Julius Caesar was arguably the greatest of the dictators of Rome, ruling from 49 BCE to 44 BCE. During his brief reign, Rome was transformed from a Republic into an Empire, and he set the path that Rome was to follow until its decline and eventual collapse.
Julius Caesar was born in 100 BCE to an elite family, and from an early age had the benefit of high education and training. His family traced its lineage back to Aeneas of Troy, and through him to the goddess Venus. The origin of his surname, Caesar, is unknown, with a number of different theories offering explanations. These include the fact that he killed an elephant, that he had a full head of hair, that his eyes were gray, or that he was born by caesarian section, all of which are described by words similar in sound to the name.
After a brief stint as a high priest of Jupiter, Julius Caesar joined the military. He quickly made a name for himself as a brave soldier and cunning commander. While serving in the military, one of the historic anecdotes of his life occurred: the story goes that during a trip across the Aegean, Caesar was captured by pirates. While held prisoner, he made a promise to the pirates that if he should make his way free, he would return to crucify them all. The pirates demanded a tribute of 20 talents of gold, which Caesar told them to increase to 50, so valuable a hostage was he. Upon his eventual release, he did return with an army, captured the pirates, and crucified them, staying true to his word.
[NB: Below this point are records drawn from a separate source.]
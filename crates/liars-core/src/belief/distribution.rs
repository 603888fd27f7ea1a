use crate::model::bid::Bid;
use crate::model::face::Face;
use crate::model::hand::Hand;
use statrs::StatsError;
use statrs::distribution::{Binomial, DiscreteCDF};
use thiserror::Error;

/// Per-die chance of matching a natural face.
pub const NATURAL_MATCH: f64 = 1.0 / 6.0;
/// Per-die chance of matching a natural face when ones are wild.
pub const WILD_MATCH: f64 = 1.0 / 3.0;

#[derive(Debug, Error)]
pub enum DistributionError {
    #[error("hand holds {hand_size} dice but only {total_dice} are in play")]
    InvalidHandSize { hand_size: usize, total_dice: u8 },
    #[error("binomial model rejected its parameters: {0}")]
    Model(#[from] StatsError),
}

/// Belief snapshot for one seat and one round.
///
/// `at_least(face, j)` is the probability that at least `j` dice across the whole
/// table match `face`, given the seat's own hand. Dice already held are certain;
/// the rest come from a binomial over the unknown pool. Rows are never mutated
/// after construction.
#[derive(Debug, Clone, PartialEq)]
pub struct DistributionTable {
    rows: [Vec<f64>; 6],
    known: [u8; 6],
    total_dice: u8,
    unknown: u8,
    wild: bool,
}

impl DistributionTable {
    pub fn new(hand: &Hand, total_dice: u8, wild: bool) -> Result<Self, DistributionError> {
        let hand_size = hand.len();
        if hand_size > total_dice as usize {
            return Err(DistributionError::InvalidHandSize {
                hand_size,
                total_dice,
            });
        }
        let unknown = total_dice - hand_size as u8;

        let natural = survival(unknown, NATURAL_MATCH)?;
        let boosted = if wild {
            Some(survival(unknown, WILD_MATCH)?)
        } else {
            None
        };

        let mut known = [0u8; 6];
        let rows = std::array::from_fn(|index| {
            let face = Face::ALL[index];
            known[index] = hand.matching(face, wild);
            let tail = match (&boosted, face.is_wild()) {
                (Some(boosted), false) => boosted,
                _ => &natural,
            };
            shifted_row(known[index], tail, total_dice)
        });

        Ok(Self {
            rows,
            known,
            total_dice,
            unknown,
            wild,
        })
    }

    pub fn total_dice(&self) -> u8 {
        self.total_dice
    }

    /// Dice outside the owner's hand.
    pub fn unknown_dice(&self) -> u8 {
        self.unknown
    }

    pub fn wild(&self) -> bool {
        self.wild
    }

    /// Dice in the owner's hand that count toward `face`.
    pub fn known(&self, face: Face) -> u8 {
        self.known[face.index()]
    }

    pub fn match_probability(&self, face: Face) -> f64 {
        if self.wild && !face.is_wild() {
            WILD_MATCH
        } else {
            NATURAL_MATCH
        }
    }

    pub fn row(&self, face: Face) -> &[f64] {
        &self.rows[face.index()]
    }

    pub fn at_least(&self, face: Face, count: u8) -> f64 {
        self.rows[face.index()]
            .get(count as usize)
            .copied()
            .unwrap_or(0.0)
    }

    pub fn probability(&self, bid: Bid) -> f64 {
        self.at_least(bid.face, bid.quantity)
    }

    pub fn expected_count(&self, face: Face) -> f64 {
        f64::from(self.known(face)) + f64::from(self.unknown) * self.match_probability(face)
    }
}

/// `S(j) = 1 - CDF(j - 1; n, p)` for `j` in `0..=n`.
fn survival(n: u8, p: f64) -> Result<Vec<f64>, StatsError> {
    let binomial = Binomial::new(p, u64::from(n))?;
    let mut values = Vec::with_capacity(n as usize + 1);
    let mut floor = 1.0f64;
    values.push(1.0);
    for j in 1..=u64::from(n) {
        let s = (1.0 - binomial.cdf(j - 1)).clamp(0.0, 1.0);
        floor = floor.min(s);
        values.push(floor);
    }
    Ok(values)
}

fn shifted_row(known: u8, tail: &[f64], total_dice: u8) -> Vec<f64> {
    let len = total_dice as usize + 1;
    let known = known as usize;
    (0..len)
        .map(|j| {
            if j <= known {
                1.0
            } else {
                tail.get(j - known).copied().unwrap_or(0.0)
            }
        })
        .collect()
}

#[cfg(test)]
mod tests {
    use super::*;
    use rand::{Rng, SeedableRng};
    use rand::rngs::StdRng;

    fn assert_close(actual: f64, expected: f64) {
        assert!(
            (actual - expected).abs() < 1e-7,
            "expected {expected}, got {actual}"
        );
    }

    fn scenario_hand() -> Hand {
        Hand::with_faces(&[Face::One, Face::Two, Face::Three, Face::Four, Face::Five])
    }

    #[test]
    fn known_dice_are_certain_and_tail_is_binomial() {
        let table = DistributionTable::new(&scenario_hand(), 15, false).unwrap();
        assert_eq!(table.unknown_dice(), 10);
        assert_close(table.at_least(Face::Two, 1), 1.0);
        let expected = 1.0 - (5.0f64 / 6.0).powi(10);
        assert_close(table.at_least(Face::Two, 2), expected);
        assert!((table.at_least(Face::Two, 2) - 0.838).abs() < 1e-3);
        assert_close(table.at_least(Face::Six, 1), expected);
    }

    #[test]
    fn entries_past_the_pool_are_zero() {
        let table = DistributionTable::new(&scenario_hand(), 15, false).unwrap();
        assert_close(table.at_least(Face::Two, 11), (1.0f64 / 6.0).powi(10));
        assert_close(table.at_least(Face::Two, 12), 0.0);
        assert_close(table.at_least(Face::Six, 11), 0.0);
        assert_close(table.at_least(Face::Two, 15), 0.0);
        assert_close(table.at_least(Face::Two, 40), 0.0);
        assert_eq!(table.row(Face::Three).len(), 16);
    }

    #[test]
    fn rows_start_at_one_and_never_increase() {
        let mut rng = StdRng::seed_from_u64(2024);
        for total in [2u8, 5, 9, 15, 30, 60] {
            for wild in [false, true] {
                for _ in 0..10 {
                    let size = rng.gen_range(1..=total.min(5));
                    let hand = Hand::roll(size, &mut rng);
                    let table = DistributionTable::new(&hand, total, wild).unwrap();
                    for face in Face::ALL {
                        let row = table.row(face);
                        assert_eq!(row[0], 1.0);
                        assert!(row.iter().all(|p| (0.0..=1.0).contains(p)));
                        assert!(row.windows(2).all(|w| w[1] <= w[0]), "{face} {row:?}");
                    }
                }
            }
        }
    }

    #[test]
    fn wild_rounds_boost_natural_faces_only() {
        let hand = Hand::with_faces(&[Face::One, Face::Four]);
        let table = DistributionTable::new(&hand, 8, true).unwrap();
        assert_eq!(table.known(Face::Four), 2);
        assert_eq!(table.known(Face::One), 1);
        assert_close(table.at_least(Face::Four, 2), 1.0);
        assert_close(table.at_least(Face::Four, 3), 1.0 - (2.0f64 / 3.0).powi(6));
        assert_close(table.at_least(Face::One, 2), 1.0 - (5.0f64 / 6.0).powi(6));
        assert_close(table.match_probability(Face::Four), WILD_MATCH);
        assert_close(table.match_probability(Face::One), NATURAL_MATCH);
    }

    #[test]
    fn oversized_hand_is_rejected() {
        let hand = Hand::with_faces(&[Face::Two, Face::Two, Face::Two]);
        let err = DistributionTable::new(&hand, 2, false).unwrap_err();
        assert!(matches!(
            err,
            DistributionError::InvalidHandSize {
                hand_size: 3,
                total_dice: 2
            }
        ));
    }

    #[test]
    fn whole_table_in_hand_leaves_no_unknowns() {
        let hand = Hand::with_faces(&[Face::Three, Face::Three]);
        let table = DistributionTable::new(&hand, 2, false).unwrap();
        assert_eq!(table.unknown_dice(), 0);
        assert_close(table.at_least(Face::Three, 2), 1.0);
        assert_close(table.at_least(Face::Five, 1), 0.0);
        assert_close(table.expected_count(Face::Three), 2.0);
    }

    #[test]
    fn probability_reads_bid_cell() {
        let table = DistributionTable::new(&scenario_hand(), 15, false).unwrap();
        assert_close(
            table.probability(Bid::new(Face::Two, 2)),
            table.at_least(Face::Two, 2),
        );
    }
}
When he finally returned to Rome, Julius Caesar was made a tribune, starting his path to political greatness. He soon left the military, and began pursuing his political career with his full energy. Eventually, he found himself elected Pontifex Maximus, a religious position with great power and authority. He continued to play a skillful game of politics, becoming a praetor and winning the respect of many.
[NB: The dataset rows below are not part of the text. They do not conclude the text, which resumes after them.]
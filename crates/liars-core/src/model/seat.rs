use core::fmt;
use serde::{Deserialize, Serialize};

/// Largest supported table.
pub const MAX_SEATS: usize = 12;

/// Stable identity of a place at the table. Survives elimination.
#[derive(Debug, Clone, Copy, PartialEq, Eq, PartialOrd, Ord, Hash, Serialize, Deserialize)]
pub struct SeatId(u8);

impl SeatId {
    pub const fn from_index(index: usize) -> Option<Self> {
        if index < MAX_SEATS {
            Some(SeatId(index as u8))
        } else {
            None
        }
    }

    pub const fn index(self) -> usize {
        self.0 as usize
    }
}

impl fmt::Display for SeatId {
    fn fmt(&self, f: &mut fmt::Formatter<'_>) -> fmt::Result {
        write!(f, "seat{}", self.0)
    }
}

#[cfg(test)]
mod tests {
    use super::{MAX_SEATS, SeatId};

    #[test]
    fn index_roundtrip() {
        for i in 0..MAX_SEATS {
            let seat = SeatId::from_index(i).expect("in range");
            assert_eq!(seat.index(), i);
        }
        assert_eq!(SeatId::from_index(MAX_SEATS), None);
    }

    #[test]
    fn display_is_stable() {
        assert_eq!(SeatId::from_index(3).unwrap().to_string(), "seat3");
    }
}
Julius Caesar next turned his sights to become consul of the Roman Republic, and eventually became a consul along with two others, forming the first triumvirate of shared power. When his consul expired, he returned to the military field, leading the conquest of Gaul for which he is notably famous. The Gallic Wars lasted for many years, and during them Julius Caesar proved to all that he was one of the most brilliant military minds of the era. By the end of the Wars perhaps a million enemies of Rome had been killed, and the entire region had been brought under Rome’s domain.
In 50 BCE, Julius Caesar was ordered to return to Rome and surrender his army. Instead, he crossed the Rubicon and incited a civil war. The next year he was appointed dictator of Rome. For the next few years, he continued to expand the borders of Rome, assisting Cleopatra in the civil war in Egypt, and invading the Middle East and Africa.
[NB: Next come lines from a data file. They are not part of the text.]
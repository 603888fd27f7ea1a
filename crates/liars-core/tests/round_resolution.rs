use liars_core::belief::{DistributionTable, should_challenge_claim};
use liars_core::game::match_state::{MatchState, MatchStatus};
use liars_core::model::bid::{Action, Bid};
use liars_core::model::face::Face;
use liars_core::model::hand::Hand;
use liars_core::model::round::{RoundError, RoundState, TurnOutcome};
use liars_core::model::rules::RuleError;
use liars_core::model::seat::SeatId;

fn seat(i: usize) -> SeatId {
    SeatId::from_index(i).unwrap()
}

fn three_seat_round(wild: bool) -> RoundState {
    RoundState::from_hands(
        vec![
            (seat(0), Hand::with_faces(&[Face::Two, Face::Two, Face::One])),
            (seat(1), Hand::with_faces(&[Face::Two, Face::Five, Face::Six])),
            (seat(2), Hand::with_faces(&[Face::Three, Face::One, Face::Four])),
        ],
        seat(0),
        wild,
    )
    .unwrap()
}

#[test]
fn bidding_goes_around_the_table_until_a_challenge() {
    let mut round = three_seat_round(false);
    assert_eq!(
        round.apply(seat(0), Action::Bid(Bid::new(Face::Two, 2))).unwrap(),
        TurnOutcome::BidPlaced { next: seat(1) }
    );
    assert_eq!(
        round.apply(seat(1), Action::Bid(Bid::new(Face::Two, 3))).unwrap(),
        TurnOutcome::BidPlaced { next: seat(2) }
    );
    let TurnOutcome::Resolved(outcome) = round.apply(seat(2), Action::Challenge).unwrap() else {
        panic!("challenge should resolve the round");
    };
    assert_eq!(outcome.actual, 3);
    assert!(outcome.bid_held);
    assert_eq!(outcome.loser, seat(2));
    assert_eq!(round.history().len(), 2);
}

#[test]
fn wild_ones_decide_a_close_call() {
    let mut round = three_seat_round(true);
    round.place_bid(seat(0), Bid::new(Face::Two, 5)).unwrap();
    let outcome = round.challenge(seat(1)).unwrap();
    assert_eq!(outcome.actual, 5);
    assert_eq!(outcome.loser, seat(1));
}

#[test]
fn illegal_moves_leave_the_round_untouched() {
    let mut round = three_seat_round(false);
    assert_eq!(
        round.challenge(seat(0)).unwrap_err(),
        RoundError::NoStandingBid
    );
    round.place_bid(seat(0), Bid::new(Face::Four, 2)).unwrap();
    assert!(matches!(
        round.place_bid(seat(1), Bid::new(Face::Three, 2)).unwrap_err(),
        RoundError::Rule(RuleError::IllegalBid { .. })
    ));
    assert!(matches!(
        round.place_bid(seat(2), Bid::new(Face::Five, 2)).unwrap_err(),
        RoundError::OutOfTurn { .. }
    ));
    assert_eq!(round.standing_bid(), Some(Bid::new(Face::Four, 2)));
    assert_eq!(round.expected_seat(), seat(1));
}

#[test]
fn belief_agrees_with_a_certain_claim() {
    let hand = Hand::with_faces(&[Face::Five, Face::Five, Face::Five]);
    let table = DistributionTable::new(&hand, 9, false).unwrap();
    assert_eq!(table.probability(Bid::new(Face::Five, 3)), 1.0);
    assert!(!should_challenge_claim(Bid::new(Face::Five, 3), &hand, &table));
}

#[test]
fn a_seeded_game_always_reaches_an_end_state() {
    let names: Vec<String> = (0..4).map(|i| format!("p{i}")).collect();
    let mut game = MatchState::with_seed(&names, 3, true, 20261017).unwrap();
    let mut rounds = 0;
    while game.status() == MatchStatus::InProgress {
        let opener = game.start_round().unwrap().expected_seat();
        let round = game.round_mut().unwrap();
        round.place_bid(opener, Bid::new(Face::Three, 1)).unwrap();
        let next = round.expected_seat();
        round.challenge(next).unwrap();
        game.finish_round().unwrap();
        rounds += 1;
    }
    assert!(rounds <= 11);
    assert!(matches!(
        game.status(),
        MatchStatus::Winner(_) | MatchStatus::SuddenDeath { .. }
    ));
}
Because of his lenient position towards his enemies, Julius Caesar was relatively well-liked for one in his position. The Senate gave him great honors throughout his reign, but some contingents in the Senate disliked his rule, and began plotting against him. On 15 March, the Ides of March in the Roman calendar, in 44 BCE, a group of senators assembled, called Caesar to them, and killed him. Included in the conspirators was Marcus Junius Brutus, a favorite of Caesar’s, and second in line to his succession. Traditions vary as to how the dictator reacted upon seeing Brutus in the crowd, but all reflect his dismay, as expressed in the now-famous line from Shakespeare, “Et tu, Brute?”